Where does the string "error" appear in the records? Copy each line that holds it.

**Data provided:**
——
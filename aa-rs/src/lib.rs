//! ERC-4337 UserOperation builder for SimpleAccount-style smart accounts
//! (EntryPoint v0.6).
//!
//! [`UserOperationBuilder`] resolves the counterfactual account address, builds
//! `initCode` for the first operation, fills in gas and fee fields, and hashes /
//! signs the result. Everything it talks to sits behind the traits in
//! [`provider`]; [`contracts`], [`fees`], [`gas`] and [`signer`] hold the
//! ethers-backed implementations.

pub mod abi;
pub mod builder;
pub mod config;
pub mod contracts;
pub mod encoding;
pub mod error;
pub mod fees;
pub mod gas;
pub mod provider;
pub mod signer;
pub mod types;

#[cfg(test)]
pub(crate) mod test_utils;

pub use builder::{BuilderConfig, Collaborators, UserOperationBuilder};
pub use error::{BoxError, BuilderError, BuilderResult, Step};
pub use provider::FeeData;
pub use types::{BuildRequest, Call, UserOperation};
——
**Answer area:**
pub mod error;
pub use error::{BoxError, BuilderError, BuilderResult, Step};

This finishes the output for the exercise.